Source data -
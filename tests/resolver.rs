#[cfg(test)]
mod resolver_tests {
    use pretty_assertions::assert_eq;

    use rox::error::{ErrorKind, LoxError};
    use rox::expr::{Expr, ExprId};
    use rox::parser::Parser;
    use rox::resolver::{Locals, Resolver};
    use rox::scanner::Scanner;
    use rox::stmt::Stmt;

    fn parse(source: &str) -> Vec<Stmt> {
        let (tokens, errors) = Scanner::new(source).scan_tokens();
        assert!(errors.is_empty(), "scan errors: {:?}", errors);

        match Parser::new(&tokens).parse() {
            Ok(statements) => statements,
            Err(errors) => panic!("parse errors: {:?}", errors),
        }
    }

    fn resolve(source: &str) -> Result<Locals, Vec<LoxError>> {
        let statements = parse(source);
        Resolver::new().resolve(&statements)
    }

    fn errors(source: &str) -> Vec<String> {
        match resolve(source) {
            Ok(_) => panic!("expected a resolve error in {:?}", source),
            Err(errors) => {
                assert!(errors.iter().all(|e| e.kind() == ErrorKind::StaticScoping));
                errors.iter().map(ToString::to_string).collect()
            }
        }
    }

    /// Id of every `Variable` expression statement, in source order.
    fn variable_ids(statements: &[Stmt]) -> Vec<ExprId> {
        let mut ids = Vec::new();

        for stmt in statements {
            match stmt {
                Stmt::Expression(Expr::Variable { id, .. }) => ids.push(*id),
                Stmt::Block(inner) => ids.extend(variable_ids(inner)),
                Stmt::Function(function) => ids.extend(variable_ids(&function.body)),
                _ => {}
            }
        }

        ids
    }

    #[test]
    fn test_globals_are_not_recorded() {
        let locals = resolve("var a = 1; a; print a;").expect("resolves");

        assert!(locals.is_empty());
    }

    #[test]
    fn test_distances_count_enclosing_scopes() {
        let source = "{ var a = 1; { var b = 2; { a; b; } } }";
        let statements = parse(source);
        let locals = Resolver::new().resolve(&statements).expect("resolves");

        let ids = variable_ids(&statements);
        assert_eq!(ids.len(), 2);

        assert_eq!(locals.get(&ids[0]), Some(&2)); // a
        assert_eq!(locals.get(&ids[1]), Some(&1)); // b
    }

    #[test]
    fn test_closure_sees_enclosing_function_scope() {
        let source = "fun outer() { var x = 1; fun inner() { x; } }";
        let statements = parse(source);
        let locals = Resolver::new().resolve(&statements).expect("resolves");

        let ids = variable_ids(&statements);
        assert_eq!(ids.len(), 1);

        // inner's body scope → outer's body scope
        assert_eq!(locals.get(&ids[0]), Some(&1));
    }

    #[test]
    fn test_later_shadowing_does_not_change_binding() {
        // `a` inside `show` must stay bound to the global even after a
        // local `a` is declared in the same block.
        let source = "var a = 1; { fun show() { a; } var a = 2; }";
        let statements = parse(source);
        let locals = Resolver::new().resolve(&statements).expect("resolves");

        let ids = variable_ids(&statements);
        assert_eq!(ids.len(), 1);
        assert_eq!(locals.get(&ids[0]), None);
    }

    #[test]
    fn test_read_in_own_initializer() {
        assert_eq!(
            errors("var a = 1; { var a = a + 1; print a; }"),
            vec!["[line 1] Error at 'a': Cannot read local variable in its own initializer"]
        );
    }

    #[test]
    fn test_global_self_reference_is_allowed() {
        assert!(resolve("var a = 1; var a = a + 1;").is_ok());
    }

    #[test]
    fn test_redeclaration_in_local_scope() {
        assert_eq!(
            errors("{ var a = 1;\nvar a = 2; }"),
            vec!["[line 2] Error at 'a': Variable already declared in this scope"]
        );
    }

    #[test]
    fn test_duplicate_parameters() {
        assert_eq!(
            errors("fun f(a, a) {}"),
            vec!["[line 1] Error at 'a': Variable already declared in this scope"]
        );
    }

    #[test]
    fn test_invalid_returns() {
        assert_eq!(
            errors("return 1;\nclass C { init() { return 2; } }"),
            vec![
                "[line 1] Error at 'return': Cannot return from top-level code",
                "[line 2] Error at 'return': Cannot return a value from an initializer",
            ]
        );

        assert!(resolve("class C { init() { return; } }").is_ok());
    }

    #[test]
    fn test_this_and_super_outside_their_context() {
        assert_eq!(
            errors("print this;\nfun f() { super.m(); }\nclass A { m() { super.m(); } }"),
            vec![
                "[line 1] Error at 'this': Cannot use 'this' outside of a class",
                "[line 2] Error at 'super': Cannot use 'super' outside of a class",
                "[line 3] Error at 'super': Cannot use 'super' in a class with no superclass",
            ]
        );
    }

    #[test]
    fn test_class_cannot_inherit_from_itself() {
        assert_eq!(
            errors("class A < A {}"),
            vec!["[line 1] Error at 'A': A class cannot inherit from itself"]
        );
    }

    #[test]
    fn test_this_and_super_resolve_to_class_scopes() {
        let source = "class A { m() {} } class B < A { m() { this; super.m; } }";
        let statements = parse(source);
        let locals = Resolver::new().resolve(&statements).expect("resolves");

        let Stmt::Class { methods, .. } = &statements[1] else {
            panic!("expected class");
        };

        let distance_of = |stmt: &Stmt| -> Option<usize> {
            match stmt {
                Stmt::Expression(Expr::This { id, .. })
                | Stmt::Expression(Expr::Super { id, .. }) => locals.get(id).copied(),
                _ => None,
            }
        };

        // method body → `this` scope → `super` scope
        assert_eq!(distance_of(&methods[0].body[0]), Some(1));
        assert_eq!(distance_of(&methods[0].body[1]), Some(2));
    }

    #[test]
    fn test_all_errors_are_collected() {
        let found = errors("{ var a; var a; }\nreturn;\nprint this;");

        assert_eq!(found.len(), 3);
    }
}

Work instructions - Only the data above, repeated exactly, should make up the reply.

Response -
filename tests/resolver.rs
#[cfg(test)]
mod resolver_tests {
    use pretty_assertions::assert_eq;

    use rox::error::{ErrorKind, LoxError};
    use rox::expr::{Expr, ExprId};
    use rox::parser::Parser;
    use rox::resolver::{Locals, Resolver};
    use rox::scanner::Scanner;
    use rox::stmt::Stmt;

    fn parse(source: &str) -> Vec<Stmt> {
        let (tokens, errors) = Scanner::new(source).scan_tokens();
        assert!(errors.is_empty(), "scan errors: {:?}", errors);

        match Parser::new(&tokens).parse() {
            Ok(statements) => statements,
            Err(errors) => panic!("parse errors: {:?}", errors),
        }
    }

    fn resolve(source: &str) -> Result<Locals, Vec<LoxError>> {
        let statements = parse(source);
        Resolver::new().resolve(&statements)
    }

    fn errors(source: &str) -> Vec<String> {
        match resolve(source) {
            Ok(_) => panic!("expected a resolve error in {:?}", source),
            Err(errors) => {
                assert!(errors.iter().all(|e| e.kind() == ErrorKind::StaticScoping));
                errors.iter().map(ToString::to_string).collect()
            }
        }
    }

    /// Id of every `Variable` expression statement, in source order.
    fn variable_ids(statements: &[Stmt]) -> Vec<ExprId> {
        let mut ids = Vec::new();

        for stmt in statements {
            match stmt {
                Stmt::Expression(Expr::Variable { id, .. }) => ids.push(*id),
                Stmt::Block(inner) => ids.extend(variable_ids(inner)),
                Stmt::Function(function) => ids.extend(variable_ids(&function.body)),
                _ => {}
            }
        }

        ids
    }

    #[test]
    fn test_globals_are_not_recorded() {
        let locals = resolve("var a = 1; a; print a;").expect("resolves");

        assert!(locals.is_empty());
    }

    #[test]
    fn test_distances_count_enclosing_scopes() {
        let source = "{ var a = 1; { var b = 2; { a; b; } } }";
        let statements = parse(source);
        let locals = Resolver::new().resolve(&statements).expect("resolves");

        let ids = variable_ids(&statements);
        assert_eq!(ids.len(), 2);

        assert_eq!(locals.get(&ids[0]), Some(&2)); // a
        assert_eq!(locals.get(&ids[1]), Some(&1)); // b
    }

    #[test]
    fn test_closure_sees_enclosing_function_scope() {
        let source = "fun outer() { var x = 1; fun inner() { x; } }";
        let statements = parse(source);
        let locals = Resolver::new().resolve(&statements).expect("resolves");

        let ids = variable_ids(&statements);
        assert_eq!(ids.len(), 1);

        // inner's body scope → outer's body scope
        assert_eq!(locals.get(&ids[0]), Some(&1));
    }

    #[test]
    fn test_later_shadowing_does_not_change_binding() {
        // `a` inside `show` must stay bound to the global even after a
        // local `a` is declared in the same block.
        let source = "var a = 1; { fun show() { a; } var a = 2; }";
        let statements = parse(source);
        let locals = Resolver::new().resolve(&statements).expect("resolves");

        let ids = variable_ids(&statements);
        assert_eq!(ids.len(), 1);
        assert_eq!(locals.get(&ids[0]), None);
    }

    #[test]
    fn test_read_in_own_initializer() {
        assert_eq!(
            errors("var a = 1; { var a = a + 1; print a; }"),
            vec!["[line 1] Error at 'a': Cannot read local variable in its own initializer"]
        );
    }

    #[test]
    fn test_global_self_reference_is_allowed() {
        assert!(resolve("var a = 1; var a = a + 1;").is_ok());
    }

    #[test]
    fn test_redeclaration_in_local_scope() {
        assert_eq!(
            errors("{ var a = 1;\nvar a = 2; }"),
            vec!["[line 2] Error at 'a': Variable already declared in this scope"]
        );
    }

    #[test]
    fn test_duplicate_parameters() {
        assert_eq!(
            errors("fun f(a, a) {}"),
            vec!["[line 1] Error at 'a': Variable already declared in this scope"]
        );
    }

    #[test]
    fn test_invalid_returns() {
        assert_eq!(
            errors("return 1;\nclass C { init() { return 2; } }"),
            vec![
                "[line 1] Error at 'return': Cannot return from top-level code",
                "[line 2] Error at 'return': Cannot return a value from an initializer",
            ]
        );

        assert!(resolve("class C { init() { return; } }").is_ok());
    }

    #[test]
    fn test_this_and_super_outside_their_context() {
        assert_eq!(
            errors("print this;\nfun f() { super.m(); }\nclass A { m() { super.m(); } }"),
            vec![
                "[line 1] Error at 'this': Cannot use 'this' outside of a class",
                "[line 2] Error at 'super': Cannot use 'super' outside of a class",
                "[line 3] Error at 'super': Cannot use 'super' in a class with no superclass",
            ]
        );
    }

    #[test]
    fn test_class_cannot_inherit_from_itself() {
        assert_eq!(
            errors("class A < A {}"),
            vec!["[line 1] Error at 'A': A class cannot inherit from itself"]
        );
    }

    #[test]
    fn test_this_and_super_resolve_to_class_scopes() {
        let source = "class A { m() {} } class B < A { m() { this; super.m; } }";
        let statements = parse(source);
        let locals = Resolver::new().resolve(&statements).expect("resolves");

        let Stmt::Class { methods, .. } = &statements[1] else {
            panic!("expected class");
        };

        let distance_of = |stmt: &Stmt| -> Option<usize> {
            match stmt {
                Stmt::Expression(Expr::This { id, .. })
                | Stmt::Expression(Expr::Super { id, .. }) => locals.get(id).copied(),
                _ => None,
            }
        };

        // method body → `this` scope → `super` scope
        assert_eq!(distance_of(&methods[0].body[0]), Some(1));
        assert_eq!(distance_of(&methods[0].body[1]), Some(2));
    }

    #[test]
    fn test_all_errors_are_collected() {
        let found = errors("{ var a; var a; }\nreturn;\nprint this;");

        assert_eq!(found.len(), 3);
    }
}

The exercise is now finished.